▶ _PROBLEM REQUIREMENTS_
Down to the last line, output the records below exactly.

▶ _AVAILABLE RECORDS_
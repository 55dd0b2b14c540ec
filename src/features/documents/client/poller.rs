use std::time::Duration;
use tokio_util::sync::CancellationToken;
use tracing::{debug, warn};
use uuid::Uuid;

use super::api::DocumentApi;
use crate::features::documents::dtos::DocumentStatusResponseDto;

/// Interval between status checks
const DEFAULT_POLL_INTERVAL: Duration = Duration::from_secs(2);

/// Consecutive failed checks tolerated before giving up on a document
const DEFAULT_MAX_CONSECUTIVE_FAILURES: u32 = 5;

#[derive(Debug, Clone, Copy, PartialEq, Eq)]
pub struct PollPolicy {
    pub interval: Duration,
    pub max_consecutive_failures: u32,
}

impl Default for PollPolicy {
    fn default() -> Self {
        Self {
            interval: DEFAULT_POLL_INTERVAL,
            max_consecutive_failures: DEFAULT_MAX_CONSECUTIVE_FAILURES,
        }
    }
}

#[derive(Debug, Clone, PartialEq, Eq)]
pub enum PollOutcome {
    /// The document reached `verified` or `failed`.
    Terminal(DocumentStatusResponseDto),
    /// The token was cancelled before a terminal status was seen.
    Cancelled,
    /// Too many consecutive status checks failed.
    GaveUp { last_error: String },
}

/// Poll the status endpoint every `policy.interval` until the document is
/// terminal, the token is cancelled, or the failure budget runs out.
///
/// The first check happens one interval after the call. No check is issued
/// after a terminal status is observed or after cancellation; an in-flight
/// check is dropped when the token fires.
pub async fn poll_until_terminal(
    api: &dyn DocumentApi,
    document_id: Uuid,
    policy: PollPolicy,
    cancel: &CancellationToken,
) -> PollOutcome {
    let mut consecutive_failures = 0u32;

    loop {
        tokio::select! {
            biased;
            _ = cancel.cancelled() => return PollOutcome::Cancelled,
            _ = tokio::time::sleep(policy.interval) => {}
        }

        let result = tokio::select! {
            biased;
            _ = cancel.cancelled() => return PollOutcome::Cancelled,
            result = api.status(document_id) => result,
        };

        match result {
            Ok(snapshot) if snapshot.status.is_terminal() => {
                debug!("Document {} reached {}", document_id, snapshot.status);
                return PollOutcome::Terminal(snapshot);
            }
            Ok(_) => {
                consecutive_failures = 0;
            }
            Err(e) => {
                consecutive_failures += 1;
                warn!(
                    "Status check {}/{} for document {} failed: {}",
                    consecutive_failures, policy.max_consecutive_failures, document_id, e
                );
                if consecutive_failures >= policy.max_consecutive_failures {
                    return PollOutcome::GaveUp {
                        last_error: e.to_string(),
                    };
                }
            }
        }
    }
}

▶ _ANSWER BOX_
repository 55dd0b2b14c540ec
filename src/features/documents/client/poller.rs
use std::time::Duration;
use tokio_util::sync::CancellationToken;
use tracing::{debug, warn};
use uuid::Uuid;

use super::api::DocumentApi;
use crate::features::documents::dtos::DocumentStatusResponseDto;

/// Interval between status checks
const DEFAULT_POLL_INTERVAL: Duration = Duration::from_secs(2);

/// Consecutive failed checks tolerated before giving up on a document
const DEFAULT_MAX_CONSECUTIVE_FAILURES: u32 = 5;

#[derive(Debug, Clone, Copy, PartialEq, Eq)]
pub struct PollPolicy {
    pub interval: Duration,
    pub max_consecutive_failures: u32,
}

impl Default for PollPolicy {
    fn default() -> Self {
        Self {
            interval: DEFAULT_POLL_INTERVAL,
            max_consecutive_failures: DEFAULT_MAX_CONSECUTIVE_FAILURES,
        }
    }
}

#[derive(Debug, Clone, PartialEq, Eq)]
pub enum PollOutcome {
    /// The document reached `verified` or `failed`.
    Terminal(DocumentStatusResponseDto),
    /// The token was cancelled before a terminal status was seen.
    Cancelled,
    /// Too many consecutive status checks failed.
    GaveUp { last_error: String },
}

/// Poll the status endpoint every `policy.interval` until the document is
/// terminal, the token is cancelled, or the failure budget runs out.
///
/// The first check happens one interval after the call. No check is issued
/// after a terminal status is observed or after cancellation; an in-flight
/// check is dropped when the token fires.
pub async fn poll_until_terminal(
    api: &dyn DocumentApi,
    document_id: Uuid,
    policy: PollPolicy,
    cancel: &CancellationToken,
) -> PollOutcome {
    let mut consecutive_failures = 0u32;

    loop {
        tokio::select! {
            biased;
            _ = cancel.cancelled() => return PollOutcome::Cancelled,
            _ = tokio::time::sleep(policy.interval) => {}
        }

        let result = tokio::select! {
            biased;
            _ = cancel.cancelled() => return PollOutcome::Cancelled,
            result = api.status(document_id) => result,
        };

        match result {
            Ok(snapshot) if snapshot.status.is_terminal() => {
                debug!("Document {} reached {}", document_id, snapshot.status);
                return PollOutcome::Terminal(snapshot);
            }
            Ok(_) => {
                consecutive_failures = 0;
            }
            Err(e) => {
                consecutive_failures += 1;
                warn!(
                    "Status check {}/{} for document {} failed: {}",
                    consecutive_failures, policy.max_consecutive_failures, document_id, e
                );
                if consecutive_failures >= policy.max_consecutive_failures {
                    return PollOutcome::GaveUp {
                        last_error: e.to_string(),
                    };
                }
            }
        }
    }
}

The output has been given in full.